YOUR INSTRUCTIONS » Determine how many lines below include the string "ServerEvent". Reply with the number only.

Records from a data source:

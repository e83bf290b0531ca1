#[macro_use]
extern crate tracing;

pub mod activity;
pub mod api;
pub mod config;
pub mod directory;
pub mod events;
pub mod extract;
pub mod fedid;
pub mod http;
pub mod ingress;
pub mod kubernetes;
pub mod lifecycle;
pub mod listener;
pub mod manifest;
pub mod middleware;
pub mod naming;
pub mod persistence;
pub mod reaper;
#[doc(hidden)]
pub mod testing;

use std::sync::Arc;

use hebi_task::{ShutdownHandle, ShutdownSignal};

use crate::activity::ActivityTracker;
use crate::config::{Conf, ConfHandle};
use crate::directory::Directory;
use crate::events::EventBroadcaster;
use crate::ingress::IngressMutator;
use crate::kubernetes::Orchestrator;
use crate::manifest::{BuiltinRenderer, ManifestRenderer};

/// Shared context threaded through HTTP handlers and background tasks.
///
/// Everything mutable lives behind its own synchronisation primitive so the
/// state itself is cheap to clone per request.
#[derive(Clone)]
pub struct LauncherState {
    pub conf_handle: ConfHandle,
    pub activity: ActivityTracker,
    pub events: EventBroadcaster,
    pub orchestrator: Arc<dyn Orchestrator>,
    pub directory: Arc<dyn Directory>,
    pub renderer: Arc<dyn ManifestRenderer>,
    pub ingress: IngressMutator,
    pub shutdown_signal: ShutdownSignal,
}

impl LauncherState {
    #[doc(hidden)]
    pub fn mock(
        conf: Conf,
        orchestrator: Arc<dyn Orchestrator>,
        directory: Arc<dyn Directory>,
    ) -> (Self, ShutdownHandle) {
        let (shutdown_handle, shutdown_signal) = ShutdownHandle::new();

        let renderer = Arc::new(BuiltinRenderer {
            image: conf.session_image.clone(),
        });

        let ingress = IngressMutator::new(Arc::clone(&orchestrator), conf.ingress_host.clone());

        let state = Self {
            conf_handle: ConfHandle::mock(conf),
            activity: ActivityTracker::new(),
            events: EventBroadcaster::new(),
            orchestrator,
            directory,
            renderer,
            ingress,
            shutdown_signal,
        };

        (state, shutdown_handle)
    }
}

pub fn make_http_service(state: LauncherState) -> axum::Router {
    api::make_router(state)
        .layer(axum::middleware::from_fn(middleware::log::log_middleware))
        .layer(middleware::cors::make_middleware())
}
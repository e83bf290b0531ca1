//! Naming conventions for the per-user Kubernetes objects.
//!
//! The rest of the system depends on these contracts: the reaper recovers the
//! owner from the pod label, and the ingress route must point at the service
//! created for the same user.

use crate::fedid::Fedid;

/// Field manager identifier used for all ingress patches.
pub const INGRESS_FIELD_MANAGER: &str = "hebi-launcher";

/// Port every session container listens on.
pub const SESSION_PORT: i32 = 8080;

pub fn deployment_name(fedid: &Fedid) -> String {
    format!("hebi-{fedid}")
}

pub fn service_name(fedid: &Fedid) -> String {
    format!("hebi-service-{fedid}")
}

pub fn app_label_value(fedid: &Fedid) -> String {
    format!("hebi-{fedid}")
}

pub fn app_label_selector(fedid: &Fedid) -> String {
    format!("app=hebi-{fedid}")
}

pub fn ingress_path(fedid: &Fedid) -> String {
    format!("/{fedid}(/|$)(.*)")
}

/// Recovers the owner of a session pod from its `app` label.
///
/// The launcher's own pod carries a `launcher` label and is never a session.
pub fn user_from_app_label(label: &str) -> Option<Fedid> {
    if label.contains("launcher") {
        return None;
    }

    label.strip_prefix("hebi-")?.parse().ok()
}

#[cfg(test)]
mod tests {
    use super::*;

    fn fedid(s: &str) -> Fedid {
        s.parse().unwrap()
    }

    #[test]
    fn names_follow_the_conventions() {
        let user = fedid("abc12345");
        assert_eq!(deployment_name(&user), "hebi-abc12345");
        assert_eq!(service_name(&user), "hebi-service-abc12345");
        assert_eq!(app_label_selector(&user), "app=hebi-abc12345");
        assert_eq!(ingress_path(&user), "/abc12345(/|$)(.*)");
    }

    #[test]
    fn owner_is_recovered_from_the_app_label() {
        assert_eq!(user_from_app_label("hebi-abc12345"), Some(fedid("abc12345")));
        assert_eq!(user_from_app_label("hebi-launcher"), None);
        assert_eq!(user_from_app_label("something-else"), None);
        assert_eq!(user_from_app_label("hebi-"), None);
    }
}
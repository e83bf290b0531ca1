use std::sync::Arc;
use std::time::Duration;

use anyhow::Context as _;
use hebi_launcher::LauncherState;
use hebi_launcher::activity::ActivityTracker;
use hebi_launcher::config::ConfHandle;
use hebi_launcher::directory::LdapDirectory;
use hebi_launcher::events::{EventBroadcaster, HeartbeatTask};
use hebi_launcher::ingress::IngressMutator;
use hebi_launcher::kubernetes::{KubeOrchestrator, Orchestrator};
use hebi_launcher::listener::HttpListener;
use hebi_launcher::manifest::BuiltinRenderer;
use hebi_launcher::persistence::{self, ActivityFlushTask};
use hebi_launcher::reaper::ReaperTask;
use hebi_task::{ShutdownHandle, Tasks};
use tokio::runtime::{self, Runtime};
use tracing_subscriber::EnvFilter;

pub const SERVICE_NAME: &str = "hebi-launcher";

enum LauncherRunState {
    Stopped,
    Running {
        shutdown_handle: ShutdownHandle,
        runtime: Runtime,
    },
}

pub struct LauncherService {
    conf_handle: ConfHandle,
    state: LauncherRunState,
}

impl LauncherService {
    pub fn load(conf_handle: ConfHandle) -> anyhow::Result<Self> {
        init_logging();

        info!(version = env!("CARGO_PKG_VERSION"));

        let conf = conf_handle.get_conf();
        debug!(?conf.run_mode, %conf.bind_addr, %conf.namespace, "Configuration loaded");

        Ok(LauncherService {
            conf_handle,
            state: LauncherRunState::Stopped,
        })
    }

    pub fn start(&mut self) -> anyhow::Result<()> {
        let runtime = runtime::Builder::new_multi_thread()
            .enable_all()
            .build()
            .context("failed to create runtime")?;

        let conf_handle = self.conf_handle.clone();

        // spawn_tasks needs to run inside the runtime in order to bind the
        // socket and build the Kubernetes client.
        let tasks = runtime.block_on(spawn_tasks(conf_handle))?;

        trace!("Tasks created");

        let mut join_all = futures::future::select_all(tasks.inner.into_iter().map(|child| Box::pin(child.join())));

        runtime.spawn(async {
            loop {
                let (result, _, rest) = join_all.await;

                match result {
                    Ok(Ok(())) => trace!("A task terminated gracefully"),
                    Ok(Err(error)) => error!(error = format!("{error:#}"), "A task failed"),
                    Err(error) => error!(%error, "Something went very wrong with a task"),
                }

                if rest.is_empty() {
                    break;
                } else {
                    join_all = futures::future::select_all(rest);
                }
            }
        });

        self.state = LauncherRunState::Running {
            shutdown_handle: tasks.shutdown_handle,
            runtime,
        };

        info!("{} service started", SERVICE_NAME);

        Ok(())
    }

    pub fn stop(&mut self) {
        match std::mem::replace(&mut self.state, LauncherRunState::Stopped) {
            LauncherRunState::Stopped => {
                info!("Attempted to stop the launcher service, but it's already stopped");
            }
            LauncherRunState::Running {
                shutdown_handle,
                runtime,
            } => {
                info!("Stopping launcher service");

                // Send shutdown signals to all tasks
                shutdown_handle.signal();

                runtime.block_on(async move {
                    tokio::select! {
                        _ = shutdown_handle.all_closed() => {
                            debug!("All tasks closed gracefully");
                        }
                        _ = tokio::time::sleep(Duration::from_secs(10)) => {
                            warn!("Some tasks didn’t terminate at all");
                        }
                    }
                });

                runtime.shutdown_timeout(Duration::from_secs(3));

                self.state = LauncherRunState::Stopped;
            }
        }
    }
}

fn init_logging() {
    let filter = EnvFilter::try_from_default_env().unwrap_or_else(|_| EnvFilter::new("info"));

    tracing_subscriber::fmt()
        .with_env_filter(filter)
        .with_writer(std::io::stderr)
        .init();
}

async fn spawn_tasks(conf_handle: ConfHandle) -> anyhow::Result<Tasks> {
    let conf = conf_handle.get_conf();

    let activity = ActivityTracker::new();

    match persistence::load(&conf.activity_file) {
        Ok(Some(snapshot)) => {
            info!(
                entries = snapshot.len(),
                path = %conf.activity_file,
                "Restored activity snapshot from a previous launcher instance",
            );
            activity.merge(snapshot);
        }
        Ok(None) => {
            info!(
                path = %conf.activity_file,
                "No activity snapshot found, assuming no previous session timestamps exist",
            );
        }
        Err(error) => {
            // An unreadable snapshot must not keep the launcher down.
            warn!(error = format!("{error:#}"), "Failed to read activity snapshot; starting empty");
        }
    }

    let orchestrator: Arc<dyn Orchestrator> = Arc::new(
        KubeOrchestrator::connect(&conf)
            .await
            .context("failed to initialise the Kubernetes client")?,
    );

    let directory = Arc::new(LdapDirectory::new(&conf.ldap_url));

    let renderer = Arc::new(BuiltinRenderer {
        image: conf.session_image.clone(),
    });

    let events = EventBroadcaster::new();
    let ingress = IngressMutator::new(Arc::clone(&orchestrator), conf.ingress_host.clone());

    let mut tasks = Tasks::new();

    let state = LauncherState {
        conf_handle: conf_handle.clone(),
        activity: activity.clone(),
        events: events.clone(),
        orchestrator,
        directory,
        renderer,
        ingress,
        shutdown_signal: tasks.shutdown_signal.clone(),
    };

    let listener = HttpListener::init_and_bind(conf.bind_addr, state.clone())
        .await
        .with_context(|| format!("failed to initialize listener on {}", conf.bind_addr))?;
    tasks.register(listener);

    tasks.register(HeartbeatTask {
        events,
        interval: conf.heartbeat_interval,
    });

    tasks.register(ReaperTask { state });

    tasks.register(ActivityFlushTask {
        activity,
        path: conf.activity_file.clone(),
        interval: conf.activity_flush_interval,
    });

    Ok(tasks)
}
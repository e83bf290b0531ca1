//! Bidirectional event channel between the launcher and session browser tabs.
//!
//! Sessions connect over a websocket and identify themselves by the session
//! URL carried in each payload, never by the transport connection: there is
//! no affinity to assume. The launcher periodically broadcasts a
//! `heartbeat-request` to every connected client; replies and initial
//! connections feed the activity tracker.

use std::time::Duration;

use async_trait::async_trait;
use hebi_task::{ShutdownSignal, Task};
use serde::{Deserialize, Serialize};
use tokio::sync::broadcast;

use crate::activity::{self, ActivityTracker};

const BROADCAST_CAPACITY: usize = 32;

/// Events sent by session clients.
#[derive(Debug, Clone, PartialEq, Eq, Deserialize)]
#[serde(tag = "event", rename_all = "kebab-case")]
pub enum ClientEvent {
    /// A browser client just opened its session URL.
    SessionConnect { client: String },
    /// A browser client replying to a `heartbeat-request` broadcast.
    HeartbeatResponse { client: String },
}

/// Events broadcast by the launcher to every connected client.
#[derive(Debug, Clone, PartialEq, Eq, Serialize)]
#[serde(tag = "event", rename_all = "kebab-case")]
pub enum ServerEvent {
    HeartbeatRequest { data: String },
}

impl ServerEvent {
    pub fn heartbeat_request() -> Self {
        Self::HeartbeatRequest {
            data: "Are you active?".to_owned(),
        }
    }
}

#[derive(Clone)]
pub struct EventBroadcaster(broadcast::Sender<ServerEvent>);

impl EventBroadcaster {
    pub fn new() -> Self {
        let (tx, _) = broadcast::channel(BROADCAST_CAPACITY);
        Self(tx)
    }

    pub fn subscribe(&self) -> broadcast::Receiver<ServerEvent> {
        self.0.subscribe()
    }

    /// Emits `event` to every connected client. Having no client connected is
    /// not an error.
    pub fn broadcast(&self, event: ServerEvent) {
        match self.0.send(event) {
            Ok(receiver_count) => trace!(receiver_count, "Event broadcast"),
            Err(_) => trace!("No connected client"),
        }
    }
}

impl Default for EventBroadcaster {
    fn default() -> Self {
        Self::new()
    }
}

/// Feeds one client event into the activity tracker.
///
/// Both event kinds carry the full session URL; the owner is extracted from
/// it and events with an unusable URL are dropped.
pub fn handle_client_event(activity: &ActivityTracker, event: ClientEvent) {
    let (ClientEvent::SessionConnect { client } | ClientEvent::HeartbeatResponse { client }) = event;

    match activity::user_from_session_url(&client) {
        Some(fedid) => {
            debug!(%fedid, "Session activity recorded");
            activity.touch(&fedid);
        }
        None => {
            warn!(%client, "Discarding event with unusable session URL");
        }
    }
}

/// Periodic "are-you-alive?" broadcast to all connected session clients.
pub struct HeartbeatTask {
    pub events: EventBroadcaster,
    pub interval: Duration,
}

#[async_trait]
impl Task for HeartbeatTask {
    type Output = anyhow::Result<()>;

    const NAME: &'static str = "heartbeat broadcaster";

    async fn run(self, mut shutdown_signal: ShutdownSignal) -> Self::Output {
        debug!("Task started");

        let mut interval = tokio::time::interval(self.interval);
        interval.tick().await; // Consume the immediate first tick.

        loop {
            tokio::select! {
                _ = interval.tick() => {
                    self.events.broadcast(ServerEvent::heartbeat_request());
                }
                () = shutdown_signal.wait() => {
                    break;
                }
            }
        }

        debug!("Task terminated");

        Ok(())
    }
}

#[cfg(test)]
mod tests {
    use super::*;
    use crate::fedid::Fedid;

    fn fedid(s: &str) -> Fedid {
        s.parse().unwrap()
    }

    #[test]
    fn client_events_deserialize_from_the_wire_format() {
        let event: ClientEvent = serde_json::from_str(
            r#"{"event":"session-connect","client":"https://hebi.diamond.ac.uk/abc12345/foo"}"#,
        )
        .unwrap();
        assert_eq!(
            event,
            ClientEvent::SessionConnect {
                client: "https://hebi.diamond.ac.uk/abc12345/foo".to_owned()
            }
        );

        let event: ClientEvent = serde_json::from_str(
            r#"{"event":"heartbeat-response","client":"https://hebi.diamond.ac.uk/abc12345/"}"#,
        )
        .unwrap();
        assert!(matches!(event, ClientEvent::HeartbeatResponse { .. }));
    }

    #[test]
    fn heartbeat_request_serializes_to_the_wire_format() {
        let json = serde_json::to_value(ServerEvent::heartbeat_request()).unwrap();
        assert_eq!(
            json,
            serde_json::json!({"event": "heartbeat-request", "data": "Are you active?"})
        );
    }

    #[test]
    fn session_connect_touches_the_activity_map() {
        let activity = ActivityTracker::new();

        handle_client_event(
            &activity,
            ClientEvent::SessionConnect {
                client: "https://hebi.diamond.ac.uk/abc12345/foo".to_owned(),
            },
        );

        assert!(activity.get(&fedid("abc12345")).is_some());
    }

    #[test]
    fn heartbeat_response_refreshes_the_timestamp() {
        let activity = ActivityTracker::new();
        let user = fedid("abc12345");

        let stale = time::OffsetDateTime::now_utc() - time::Duration::seconds(10);
        activity.touch_at(user.clone(), stale);

        handle_client_event(
            &activity,
            ClientEvent::HeartbeatResponse {
                client: "https://hebi.diamond.ac.uk/abc12345/foo".to_owned(),
            },
        );

        let refreshed = activity.get(&user).expect("entry present");
        assert!(refreshed > stale);
        assert!(time::OffsetDateTime::now_utc() - refreshed < time::Duration::seconds(1));
    }

    #[test]
    fn unusable_urls_do_not_touch_the_map() {
        let activity = ActivityTracker::new();

        handle_client_event(
            &activity,
            ClientEvent::HeartbeatResponse {
                client: "not a url".to_owned(),
            },
        );

        assert!(activity.snapshot().is_empty());
    }

    #[tokio::test]
    async fn broadcast_reaches_every_subscriber() {
        let events = EventBroadcaster::new();
        let mut rx_a = events.subscribe();
        let mut rx_b = events.subscribe();

        events.broadcast(ServerEvent::heartbeat_request());

        assert_eq!(rx_a.recv().await.unwrap(), ServerEvent::heartbeat_request());
        assert_eq!(rx_b.recv().await.unwrap(), ServerEvent::heartbeat_request());
    }
}
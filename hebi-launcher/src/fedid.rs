use core::fmt;
use std::str::FromStr;

use serde::{Deserialize, Serialize};
use smol_str::SmolStr;
use thiserror::Error;

/// A federated user identifier.
///
/// The FedID is the primary key for all session state, resource names and
/// ingress paths, so it is validated once at the boundary: lowercase ASCII
/// letters and digits only, non-empty.
#[derive(Debug, Clone, PartialEq, Eq, Hash, PartialOrd, Ord, Serialize, Deserialize)]
#[serde(try_from = "String")]
pub struct Fedid(SmolStr);

#[derive(Debug, Error, PartialEq, Eq)]
#[error("invalid FedID `{value}`: expected lowercase alphanumeric")]
pub struct InvalidFedid {
    pub value: String,
}

impl Fedid {
    pub fn as_str(&self) -> &str {
        self.0.as_str()
    }
}

impl FromStr for Fedid {
    type Err = InvalidFedid;

    fn from_str(s: &str) -> Result<Self, Self::Err> {
        let is_valid = !s.is_empty()
            && s.bytes()
                .all(|b| b.is_ascii_lowercase() || b.is_ascii_digit());

        if is_valid {
            Ok(Self(SmolStr::new(s)))
        } else {
            Err(InvalidFedid { value: s.to_owned() })
        }
    }
}

impl TryFrom<String> for Fedid {
    type Error = InvalidFedid;

    fn try_from(value: String) -> Result<Self, Self::Error> {
        value.parse()
    }
}

impl fmt::Display for Fedid {
    fn fmt(&self, f: &mut fmt::Formatter<'_>) -> fmt::Result {
        f.write_str(self.as_str())
    }
}

impl AsRef<str> for Fedid {
    fn as_ref(&self) -> &str {
        self.as_str()
    }
}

ANSWER FOR THIS EXERCISE » 10